Start of Data to use
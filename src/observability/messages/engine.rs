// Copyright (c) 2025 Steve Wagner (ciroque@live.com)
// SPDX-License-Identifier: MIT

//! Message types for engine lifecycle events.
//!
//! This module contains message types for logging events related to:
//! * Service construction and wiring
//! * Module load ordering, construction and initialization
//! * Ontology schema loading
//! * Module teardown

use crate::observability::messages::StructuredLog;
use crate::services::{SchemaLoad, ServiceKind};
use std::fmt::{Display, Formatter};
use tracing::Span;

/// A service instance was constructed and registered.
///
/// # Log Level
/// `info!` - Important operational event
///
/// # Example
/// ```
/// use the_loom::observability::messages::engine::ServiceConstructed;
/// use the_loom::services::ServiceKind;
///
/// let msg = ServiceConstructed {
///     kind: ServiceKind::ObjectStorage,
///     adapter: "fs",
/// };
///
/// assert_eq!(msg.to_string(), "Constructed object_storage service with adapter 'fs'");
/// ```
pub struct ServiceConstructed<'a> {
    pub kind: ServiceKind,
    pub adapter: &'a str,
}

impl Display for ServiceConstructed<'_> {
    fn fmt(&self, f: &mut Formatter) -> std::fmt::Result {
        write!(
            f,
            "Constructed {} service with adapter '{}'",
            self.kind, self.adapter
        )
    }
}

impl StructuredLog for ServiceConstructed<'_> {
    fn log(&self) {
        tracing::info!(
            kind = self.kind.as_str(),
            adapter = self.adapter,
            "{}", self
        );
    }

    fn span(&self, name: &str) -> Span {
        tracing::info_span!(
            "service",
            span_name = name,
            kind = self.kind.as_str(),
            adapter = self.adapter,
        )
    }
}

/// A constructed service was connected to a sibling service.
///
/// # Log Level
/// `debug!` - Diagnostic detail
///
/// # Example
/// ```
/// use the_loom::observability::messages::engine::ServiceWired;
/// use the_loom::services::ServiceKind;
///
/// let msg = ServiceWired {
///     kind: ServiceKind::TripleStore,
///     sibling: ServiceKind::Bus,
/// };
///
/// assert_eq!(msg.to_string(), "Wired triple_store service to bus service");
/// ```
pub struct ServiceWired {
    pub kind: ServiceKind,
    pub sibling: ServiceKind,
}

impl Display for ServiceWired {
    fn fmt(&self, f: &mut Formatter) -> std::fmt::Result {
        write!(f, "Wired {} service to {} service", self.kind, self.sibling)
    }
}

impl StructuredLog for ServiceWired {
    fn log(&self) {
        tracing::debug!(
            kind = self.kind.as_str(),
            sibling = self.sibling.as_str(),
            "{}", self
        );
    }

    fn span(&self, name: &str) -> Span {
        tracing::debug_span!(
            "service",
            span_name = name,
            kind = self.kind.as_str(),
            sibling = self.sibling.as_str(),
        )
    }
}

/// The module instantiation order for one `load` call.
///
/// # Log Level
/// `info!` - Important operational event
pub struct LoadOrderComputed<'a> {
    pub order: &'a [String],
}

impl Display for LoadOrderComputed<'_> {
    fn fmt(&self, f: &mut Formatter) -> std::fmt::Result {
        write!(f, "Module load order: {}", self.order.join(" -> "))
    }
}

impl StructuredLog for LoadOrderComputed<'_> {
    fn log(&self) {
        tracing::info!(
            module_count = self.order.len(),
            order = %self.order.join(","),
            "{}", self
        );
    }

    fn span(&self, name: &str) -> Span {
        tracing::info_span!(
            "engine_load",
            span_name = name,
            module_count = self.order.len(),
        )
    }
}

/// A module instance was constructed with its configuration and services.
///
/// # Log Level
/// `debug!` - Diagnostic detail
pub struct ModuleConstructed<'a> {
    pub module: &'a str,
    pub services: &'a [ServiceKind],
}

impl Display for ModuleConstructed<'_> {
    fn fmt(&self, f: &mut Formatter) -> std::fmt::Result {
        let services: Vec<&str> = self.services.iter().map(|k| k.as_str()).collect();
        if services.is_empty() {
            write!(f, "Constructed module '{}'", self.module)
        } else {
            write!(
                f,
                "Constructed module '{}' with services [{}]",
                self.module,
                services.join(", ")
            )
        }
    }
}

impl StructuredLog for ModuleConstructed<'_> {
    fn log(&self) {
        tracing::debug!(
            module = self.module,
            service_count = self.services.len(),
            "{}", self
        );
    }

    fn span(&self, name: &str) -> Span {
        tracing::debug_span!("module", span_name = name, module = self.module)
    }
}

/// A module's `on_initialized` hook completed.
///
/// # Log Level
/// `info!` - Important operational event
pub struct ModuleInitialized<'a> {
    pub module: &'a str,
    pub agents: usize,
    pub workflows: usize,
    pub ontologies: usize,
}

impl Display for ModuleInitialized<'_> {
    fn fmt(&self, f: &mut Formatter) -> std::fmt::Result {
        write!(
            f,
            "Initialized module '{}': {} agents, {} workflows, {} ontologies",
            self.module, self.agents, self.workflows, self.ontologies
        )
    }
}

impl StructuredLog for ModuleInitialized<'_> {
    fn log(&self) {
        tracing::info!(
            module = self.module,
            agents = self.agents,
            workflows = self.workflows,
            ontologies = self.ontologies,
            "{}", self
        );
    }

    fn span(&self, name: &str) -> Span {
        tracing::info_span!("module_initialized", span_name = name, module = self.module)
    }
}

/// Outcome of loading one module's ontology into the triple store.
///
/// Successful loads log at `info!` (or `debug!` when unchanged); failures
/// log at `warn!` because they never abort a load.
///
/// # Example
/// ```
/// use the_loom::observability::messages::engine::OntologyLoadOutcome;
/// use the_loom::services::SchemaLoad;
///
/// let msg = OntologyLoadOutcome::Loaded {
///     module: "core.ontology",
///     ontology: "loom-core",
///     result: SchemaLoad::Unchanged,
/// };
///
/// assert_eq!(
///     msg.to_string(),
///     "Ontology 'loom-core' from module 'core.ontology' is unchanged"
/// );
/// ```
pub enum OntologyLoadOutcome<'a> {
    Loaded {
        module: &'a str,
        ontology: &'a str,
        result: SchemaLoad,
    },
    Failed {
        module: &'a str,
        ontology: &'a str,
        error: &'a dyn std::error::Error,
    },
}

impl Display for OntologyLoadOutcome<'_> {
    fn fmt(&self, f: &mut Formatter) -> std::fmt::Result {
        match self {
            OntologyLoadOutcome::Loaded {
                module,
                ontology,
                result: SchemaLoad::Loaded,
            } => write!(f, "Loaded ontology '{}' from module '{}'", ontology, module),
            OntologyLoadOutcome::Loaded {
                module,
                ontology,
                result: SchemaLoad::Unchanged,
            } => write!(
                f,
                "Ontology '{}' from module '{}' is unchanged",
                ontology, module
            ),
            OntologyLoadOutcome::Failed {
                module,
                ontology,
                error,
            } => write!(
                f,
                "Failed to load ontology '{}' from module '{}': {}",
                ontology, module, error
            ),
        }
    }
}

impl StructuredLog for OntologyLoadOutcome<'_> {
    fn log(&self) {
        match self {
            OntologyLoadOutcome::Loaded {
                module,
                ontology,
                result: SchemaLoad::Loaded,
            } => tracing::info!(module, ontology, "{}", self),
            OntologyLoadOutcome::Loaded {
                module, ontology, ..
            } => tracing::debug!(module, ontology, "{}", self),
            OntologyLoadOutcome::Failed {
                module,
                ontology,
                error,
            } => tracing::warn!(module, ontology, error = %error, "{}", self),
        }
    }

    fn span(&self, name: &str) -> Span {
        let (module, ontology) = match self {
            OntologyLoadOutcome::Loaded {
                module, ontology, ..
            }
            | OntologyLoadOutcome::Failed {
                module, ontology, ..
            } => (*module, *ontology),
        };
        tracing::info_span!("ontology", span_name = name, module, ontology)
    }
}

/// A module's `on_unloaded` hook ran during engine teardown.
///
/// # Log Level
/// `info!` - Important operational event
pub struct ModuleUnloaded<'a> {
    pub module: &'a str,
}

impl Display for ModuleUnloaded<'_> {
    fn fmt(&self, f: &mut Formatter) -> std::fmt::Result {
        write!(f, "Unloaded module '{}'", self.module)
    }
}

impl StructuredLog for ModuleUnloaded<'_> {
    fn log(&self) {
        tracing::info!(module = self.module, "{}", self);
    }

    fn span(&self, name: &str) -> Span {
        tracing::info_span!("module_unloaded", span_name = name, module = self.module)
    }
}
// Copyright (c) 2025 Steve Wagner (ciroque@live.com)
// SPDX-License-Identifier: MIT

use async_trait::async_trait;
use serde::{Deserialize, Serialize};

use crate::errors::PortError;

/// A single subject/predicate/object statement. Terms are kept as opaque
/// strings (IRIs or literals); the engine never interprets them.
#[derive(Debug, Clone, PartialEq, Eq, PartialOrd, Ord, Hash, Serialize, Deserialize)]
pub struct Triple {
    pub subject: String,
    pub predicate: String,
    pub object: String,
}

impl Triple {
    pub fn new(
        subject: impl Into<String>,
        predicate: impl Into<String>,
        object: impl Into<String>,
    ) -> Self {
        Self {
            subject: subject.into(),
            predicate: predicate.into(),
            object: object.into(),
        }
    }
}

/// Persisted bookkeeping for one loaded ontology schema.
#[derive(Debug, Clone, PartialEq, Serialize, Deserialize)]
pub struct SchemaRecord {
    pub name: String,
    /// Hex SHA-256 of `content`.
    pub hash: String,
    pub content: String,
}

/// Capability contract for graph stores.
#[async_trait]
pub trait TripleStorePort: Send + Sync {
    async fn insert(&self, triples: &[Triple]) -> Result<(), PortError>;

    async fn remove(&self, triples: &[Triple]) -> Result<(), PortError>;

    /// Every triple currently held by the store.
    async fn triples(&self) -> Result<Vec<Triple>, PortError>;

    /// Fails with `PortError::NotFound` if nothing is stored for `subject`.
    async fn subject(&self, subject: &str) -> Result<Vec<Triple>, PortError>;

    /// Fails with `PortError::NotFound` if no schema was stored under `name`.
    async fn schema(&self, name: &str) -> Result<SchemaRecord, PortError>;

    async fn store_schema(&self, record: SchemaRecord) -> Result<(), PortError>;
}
End of Data to use
- **Assignment**
Please return all lines in the material above that include the word "Deserialize".

- **Task result**
use serde::{Deserialize, Serialize};
#[derive(Debug, Clone, PartialEq, Eq, PartialOrd, Ord, Hash, Serialize, Deserialize)]
#[derive(Debug, Clone, PartialEq, Serialize, Deserialize)]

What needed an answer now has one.